### PROBLEM
Write the data out again in full, with no departure from the original.

+++

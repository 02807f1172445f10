use umpio_transport::UmpTransport;

fn main() -> umpio_transport::Result<()> {
    tracing_subscriber::fmt::init();

    let transport = UmpTransport::builder().client_name("list-endpoints").build()?;
    let caps = transport.capabilities();
    println!(
        "Platform: {:?} (MIDI 2.0: {}, max SysEx: {} bytes)",
        caps.platform, caps.midi2_support, caps.max_payload
    );

    println!("\n=== UMP Inputs ===");
    let inputs = transport.list_inputs();
    if inputs.is_empty() {
        println!("  (none found)");
    }
    for endpoint in &inputs {
        println!("  [{}] {}", endpoint.index, endpoint.name);
    }

    println!("\n=== UMP Outputs ===");
    let outputs = transport.list_outputs();
    if outputs.is_empty() {
        println!("  (none found)");
    }
    for endpoint in &outputs {
        println!("  [{}] {}", endpoint.index, endpoint.name);
    }

    transport.shutdown()
}
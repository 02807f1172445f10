//! Error types for the UMP codec.

use thiserror::Error;

/// Validation failures. Every variant is a pure function of the input and is
/// returned synchronously; nothing in the codec retries.
#[derive(Error, Debug, Clone, PartialEq, Eq)]
pub enum Error {
    #[error("malformed UMP packet {word:#010x}: {reason}")]
    MalformedPacket { word: u32, reason: &'static str },

    #[error("SysEx payload of {len} bytes exceeds the {max} byte limit")]
    PayloadTooLarge { len: usize, max: usize },

    #[error("SysEx stream {stream_id} out of order: {reason}")]
    StreamOutOfOrder { stream_id: u8, reason: &'static str },

    #[error("SysEx stream ended without a terminating packet ({received} bytes buffered)")]
    IncompleteStream {
        stream_id: Option<u8>,
        received: usize,
    },
}

impl Error {
    pub(crate) fn malformed(word: u32, reason: &'static str) -> Self {
        Error::MalformedPacket { word, reason }
    }
}

pub type Result<T> = std::result::Result<T, Error>;
use std::time::Duration;
use thiserror::Error;

use super::codec::CodecError;

/// A specialized `Result` type for remote-control operations.
pub type RemoteResult<T> = Result<T, RemoteError>;

/// The error type for every transport, registry and dispatcher operation.
#[derive(Debug, Error)]
pub enum RemoteError {
    #[error("Transport unavailable: {description}. Command dropped.")]
    TransportUnavailable { description: String },

    #[error("Device '{device_id}' is not connected")]
    NotConnected { device_id: String },

    #[error("Failed to connect to {device_id}: {reason}")]
    ConnectFailure { device_id: String, reason: String },

    #[error("Operation timed out after {duration:?}: {operation}")]
    ProtocolTimeout {
        operation: String,
        duration: Duration,
    },

    #[error("Malformed message: {description}")]
    MalformedMessage { description: String },

    #[error("A {operation} request is already in flight")]
    OperationInFlight { operation: &'static str },

    #[error("Invalid {what} '{value}'")]
    InvalidArgument { what: &'static str, value: String },

    #[error("Invalid MAC address '{value}'")]
    InvalidMacAddress { value: String },

    #[error("Bridge relay reported an error: {message}")]
    Relay { message: String },

    #[error("ADB wire protocol error: {source}")]
    Codec {
        #[from]
        source: CodecError,
    },

    #[error("I/O error: {source}")]
    Io {
        #[from]
        source: std::io::Error,
    },

    #[error("WebSocket error: {source}")]
    WebSocket {
        #[from]
        source: tokio_tungstenite::tungstenite::Error,
    },

    #[error("JSON error: {source}")]
    Json {
        #[from]
        source: serde_json::Error,
    },

    #[error("State store error at {path}: {description}")]
    Store { path: String, description: String },
}

impl RemoteError {
    pub fn unavailable(description: impl Into<String>) -> Self {
        RemoteError::TransportUnavailable {
            description: description.into(),
        }
    }

    pub fn connect_failure(device_id: &str, reason: impl ToString) -> Self {
        RemoteError::ConnectFailure {
            device_id: device_id.to_string(),
            reason: reason.to_string(),
        }
    }

    /// Check if this error means the transport can no longer be used and
    /// should be dropped from the connection manager.
    pub fn is_connection_lost(&self) -> bool {
        match self {
            RemoteError::Io { source } => matches!(
                source.kind(),
                std::io::ErrorKind::BrokenPipe
                    | std::io::ErrorKind::ConnectionReset
                    | std::io::ErrorKind::ConnectionAborted
                    | std::io::ErrorKind::UnexpectedEof
                    | std::io::ErrorKind::NotConnected
            ),
            RemoteError::Codec { source } => !matches!(source, CodecError::InsufficientData { .. }),
            _ => false,
        }
    }
}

+++

### OUTPUT
repository 02807f1172445f10
use umpio_transport::UmpTransport;

fn main() -> umpio_transport::Result<()> {
    tracing_subscriber::fmt::init();

    let transport = UmpTransport::builder().client_name("list-endpoints").build()?;
    let caps = transport.capabilities();
    println!(
        "Platform: {:?} (MIDI 2.0: {}, max SysEx: {} bytes)",
        caps.platform, caps.midi2_support, caps.max_payload
    );

    println!("\n=== UMP Inputs ===");
    let inputs = transport.list_inputs();
    if inputs.is_empty() {
        println!("  (none found)");
    }
    for endpoint in &inputs {
        println!("  [{}] {}", endpoint.index, endpoint.name);
    }

    println!("\n=== UMP Outputs ===");
    let outputs = transport.list_outputs();
    if outputs.is_empty() {
        println!("  (none found)");
    }
    for endpoint in &outputs {
        println!("  [{}] {}", endpoint.index, endpoint.name);
    }

    transport.shutdown()
}
repository 02807f1172445f10
//! Error types for the UMP codec.

use thiserror::Error;

/// Validation failures. Every variant is a pure function of the input and is
/// returned synchronously; nothing in the codec retries.
#[derive(Error, Debug, Clone, PartialEq, Eq)]
pub enum Error {
    #[error("malformed UMP packet {word:#010x}: {reason}")]
    MalformedPacket { word: u32, reason: &'static str },

    #[error("SysEx payload of {len} bytes exceeds the {max} byte limit")]
    PayloadTooLarge { len: usize, max: usize },

    #[error("SysEx stream {stream_id} out of order: {reason}")]
    StreamOutOfOrder { stream_id: u8, reason: &'static str },

    #[error("SysEx stream ended without a terminating packet ({received} bytes buffered)")]
    IncompleteStream {
        stream_id: Option<u8>,
        received: usize,
    },
}

impl Error {
    pub(crate) fn malformed(word: u32, reason: &'static str) -> Self {
        Error::MalformedPacket { word, reason }
    }
}

pub type Result<T> = std::result::Result<T, Error>;
use std::time::Duration;
use thiserror::Error;

use super::codec::CodecError;

/// A specialized `Result` type for remote-control operations.
pub type RemoteResult<T> = Result<T, RemoteError>;

/// The error type for every transport, registry and dispatcher operation.
#[derive(Debug, Error)]
pub enum RemoteError {
    #[error("Transport unavailable: {description}. Command dropped.")]
    TransportUnavailable { description: String },

    #[error("Device '{device_id}' is not connected")]
    NotConnected { device_id: String },

    #[error("Failed to connect to {device_id}: {reason}")]
    ConnectFailure { device_id: String, reason: String },

    #[error("Operation timed out after {duration:?}: {operation}")]
    ProtocolTimeout {
        operation: String,
        duration: Duration,
    },

    #[error("Malformed message: {description}")]
    MalformedMessage { description: String },

    #[error("A {operation} request is already in flight")]
    OperationInFlight { operation: &'static str },

    #[error("Invalid {what} '{value}'")]
    InvalidArgument { what: &'static str, value: String },

    #[error("Invalid MAC address '{value}'")]
    InvalidMacAddress { value: String },

    #[error("Bridge relay reported an error: {message}")]
    Relay { message: String },

    #[error("ADB wire protocol error: {source}")]
    Codec {
        #[from]
        source: CodecError,
    },

    #[error("I/O error: {source}")]
    Io {
        #[from]
        source: std::io::Error,
    },

    #[error("WebSocket error: {source}")]
    WebSocket {
        #[from]
        source: tokio_tungstenite::tungstenite::Error,
    },

    #[error("JSON error: {source}")]
    Json {
        #[from]
        source: serde_json::Error,
    },

    #[error("State store error at {path}: {description}")]
    Store { path: String, description: String },
}

impl RemoteError {
    pub fn unavailable(description: impl Into<String>) -> Self {
        RemoteError::TransportUnavailable {
            description: description.into(),
        }
    }

    pub fn connect_failure(device_id: &str, reason: impl ToString) -> Self {
        RemoteError::ConnectFailure {
            device_id: device_id.to_string(),
            reason: reason.to_string(),
        }
    }

    /// Check if this error means the transport can no longer be used and
    /// should be dropped from the connection manager.
    pub fn is_connection_lost(&self) -> bool {
        match self {
            RemoteError::Io { source } => matches!(
                source.kind(),
                std::io::ErrorKind::BrokenPipe
                    | std::io::ErrorKind::ConnectionReset
                    | std::io::ErrorKind::ConnectionAborted
                    | std::io::ErrorKind::UnexpectedEof
                    | std::io::ErrorKind::NotConnected
            ),
            RemoteError::Codec { source } => !matches!(source, CodecError::InsufficientData { .. }),
            _ => false,
        }
    }
}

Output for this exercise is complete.